Peter Gray presents a five-part definition of play strikingly similar to math. It is useful for those into game design, experience design, curriculum design, and parenting.

Definition of Play

There is a math club activity where students make “star diagrams” out of lists of what is important to them. Here is such a diagram explaining Peter Gray’s five types of play as they relate to math.

Types of Play

“Free to Learn” explores two venues of open education. First, democratic learning communities in freeschools such as Sudbury Valley or Reggio Emilia. Second, a style of trustful parenting and homeschooling called “unschooling” where individual families walk their own paths.
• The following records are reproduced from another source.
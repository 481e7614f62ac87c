//! JWT utilities shared by the authentication crates.
//!
//! This module provides the pieces of JWT handling that happen BEFORE a
//! signature can be checked:
//! - Size limits for DoS prevention
//! - Unverified decoding of the header and claims (to learn `iss` and `kid`)
//! - Lenient coercion of numeric date claims (`exp`, `nbf`)
//! - Wrapping a JWKS `x5c` entry as a PEM certificate
//!
//! # Security
//!
//! - Tokens are size-checked BEFORE parsing
//! - Nothing returned by [`decode_unverified`] is trustworthy until the
//!   signature has been verified with a key from a trusted issuer
//! - Only RS256 is accepted by the verifier; [`RS256`] is the single source of
//!   that constant

use base64::{engine::general_purpose::URL_SAFE_NO_PAD, Engine};
use serde_json::{Map, Value};
use std::fmt;
use thiserror::Error;

// =============================================================================
// Constants
// =============================================================================

/// Maximum allowed JWT size in bytes (8KB).
///
/// Tokens larger than this are rejected before any base64 decoding or
/// cryptographic work.
pub const MAX_JWT_SIZE_BYTES: usize = 8192; // 8KB

/// The only signing algorithm accepted for self-contained tokens.
pub const RS256: &str = "RS256";

/// The only token type accepted in the JWT `typ` header.
pub const JWT_TYPE: &str = "JWT";

/// Line width used when wrapping DER base64 into PEM.
const PEM_LINE_WIDTH: usize = 64;

// =============================================================================
// Error Types
// =============================================================================

/// Errors that can occur while decoding a JWT without verification.
#[derive(Error, Debug, Clone, PartialEq, Eq)]
pub enum JwtDecodeError {
    /// Token size exceeds maximum allowed.
    #[error("Token exceeds the maximum size of {MAX_JWT_SIZE_BYTES} bytes")]
    TokenTooLarge,

    /// Token does not have the `header.payload.signature` shape.
    #[error("Token is not a three-part JWT")]
    MalformedStructure,

    /// Header is not base64url JSON object.
    #[error("Error when decoding the JWT header: {0}")]
    InvalidHeader(String),

    /// Payload is not a base64url JSON object, or a date claim is not numeric.
    #[error("Error when decoding the JWT token payload: {0}")]
    InvalidPayload(String),
}

// =============================================================================
// Decoded Types
// =============================================================================

/// The JOSE header fields the verifier cares about.
///
/// Fields that are absent, or present with a non-string value, are `None`.
#[derive(Debug, Clone, Default, PartialEq, Eq)]
pub struct UnverifiedHeader {
    /// Token type (`typ`).
    pub typ: Option<String>,
    /// Signing algorithm (`alg`).
    pub alg: Option<String>,
    /// Key identifier (`kid`).
    pub kid: Option<String>,
}

/// A JWT split into its header and claims, signature NOT verified.
#[derive(Clone)]
pub struct UnverifiedToken {
    /// Decoded header.
    pub header: UnverifiedHeader,
    /// Decoded claim set.
    pub claims: Map<String, Value>,
}

/// Claims can carry the subject and arbitrary provider data, so only the
/// claim names are printed.
impl fmt::Debug for UnverifiedToken {
    fn fmt(&self, f: &mut fmt::Formatter<'_>) -> fmt::Result {
        f.debug_struct("UnverifiedToken")
            .field("header", &self.header)
            .field("claims", &self.claims.keys().collect::<Vec<_>>())
            .finish()
    }
}

impl UnverifiedToken {
    /// Returns a string claim, or `None` when absent or not a string.
    #[must_use]
    pub fn string_claim(&self, name: &str) -> Option<&str> {
        self.claims.get(name).and_then(Value::as_str)
    }

    /// Returns a numeric date claim (`exp`, `nbf`, ...).
    ///
    /// # Errors
    ///
    /// Returns `JwtDecodeError::InvalidPayload` if the claim is present but
    /// cannot be read as a unix timestamp.
    pub fn timestamp_claim(&self, name: &str) -> Result<Option<i64>, JwtDecodeError> {
        match self.claims.get(name) {
            None | Some(Value::Null) => Ok(None),
            Some(value) => coerce_timestamp(value).map(Some).ok_or_else(|| {
                JwtDecodeError::InvalidPayload(format!("'{name}' claim is not a timestamp"))
            }),
        }
    }
}

// =============================================================================
// Functions
// =============================================================================

/// Decode a JWT's header and claims without verifying the signature.
///
/// # Security
///
/// - Token size is checked BEFORE any parsing
/// - This function does NOT validate the token signature
/// - Use the result only to pick the issuer configuration and signing key
///
/// # Errors
///
/// - `TokenTooLarge` - Token exceeds `MAX_JWT_SIZE_BYTES`
/// - `MalformedStructure` - Token does not have exactly three dot-separated parts
/// - `InvalidHeader` - Header is not base64url-encoded JSON object
/// - `InvalidPayload` - Payload is not base64url-encoded JSON object
pub fn decode_unverified(token: &str) -> Result<UnverifiedToken, JwtDecodeError> {
    if token.len() > MAX_JWT_SIZE_BYTES {
        tracing::debug!(
            target: "common.jwt",
            token_size = token.len(),
            max_size = MAX_JWT_SIZE_BYTES,
            "Token rejected: size exceeds maximum allowed"
        );
        return Err(JwtDecodeError::TokenTooLarge);
    }

    let mut parts = token.split('.');
    let (Some(header_part), Some(payload_part), Some(_signature), None) =
        (parts.next(), parts.next(), parts.next(), parts.next())
    else {
        tracing::debug!(target: "common.jwt", "Token rejected: invalid JWT format");
        return Err(JwtDecodeError::MalformedStructure);
    };

    let header = decode_segment(header_part).map_err(JwtDecodeError::InvalidHeader)?;
    let claims = decode_segment(payload_part).map_err(JwtDecodeError::InvalidPayload)?;

    let header_str = |name: &str| {
        header
            .get(name)
            .and_then(Value::as_str)
            .map(ToString::to_string)
    };

    Ok(UnverifiedToken {
        header: UnverifiedHeader {
            typ: header_str("typ"),
            alg: header_str("alg"),
            kid: header_str("kid"),
        },
        claims,
    })
}

/// Decode one base64url JSON object segment.
fn decode_segment(segment: &str) -> Result<Map<String, Value>, String> {
    let bytes = URL_SAFE_NO_PAD
        .decode(segment.trim_end_matches('='))
        .map_err(|e| format!("invalid base64: {e}"))?;

    match serde_json::from_slice::<Value>(&bytes).map_err(|e| format!("invalid JSON: {e}"))? {
        Value::Object(map) => Ok(map),
        _ => Err("not a JSON object".to_string()),
    }
}

/// Read a JSON value as a unix timestamp.
///
/// Accepts integers, floats (truncated) and integer strings; everything else
/// yields `None`. Providers are not consistent about the JSON type of date
/// fields, especially in introspection responses.
#[must_use]
pub fn coerce_timestamp(value: &Value) -> Option<i64> {
    match value {
        #[allow(clippy::cast_possible_truncation)]
        Value::Number(n) => n.as_i64().or_else(|| n.as_f64().map(|f| f as i64)),
        Value::String(s) => s.trim().parse::<i64>().ok(),
        _ => None,
    }
}

/// Wrap the base64 DER body of an `x5c` entry as a PEM certificate.
///
/// Whitespace in the input is dropped and the body is re-wrapped at 64
/// columns.
#[must_use]
pub fn x5c_to_pem(x5c: &str) -> String {
    let body: String = x5c.chars().filter(|c| !c.is_whitespace()).collect();

    let mut pem = String::with_capacity(body.len() + body.len() / PEM_LINE_WIDTH + 64);
    pem.push_str("-----BEGIN CERTIFICATE-----\n");
    for line in body.as_bytes().chunks(PEM_LINE_WIDTH) {
        pem.push_str(&String::from_utf8_lossy(line));
        pem.push('\n');
    }
    pem.push_str("-----END CERTIFICATE-----\n");
    pem
}

// =============================================================================
// Tests
// =============================================================================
Both provide the benefits of open education presented in the diagrams above.

Reading Peter Gray’s analysis of the two methods, the drawbacks are clear. In freeschools, resident teachers do not pursue their professions so that they can help children full-time. This leads to a situation where kids are rarely exposed to the projects of adults. Unschooling families can provide exposure to grown-up work. However, it is harder for individual families to maintain ongoing daily contact with a large multi-age group of kids.

Why not the benefits of both paths without the drawbacks? We need something beyond freeschools, and beyond unschooling. Let’s get to work!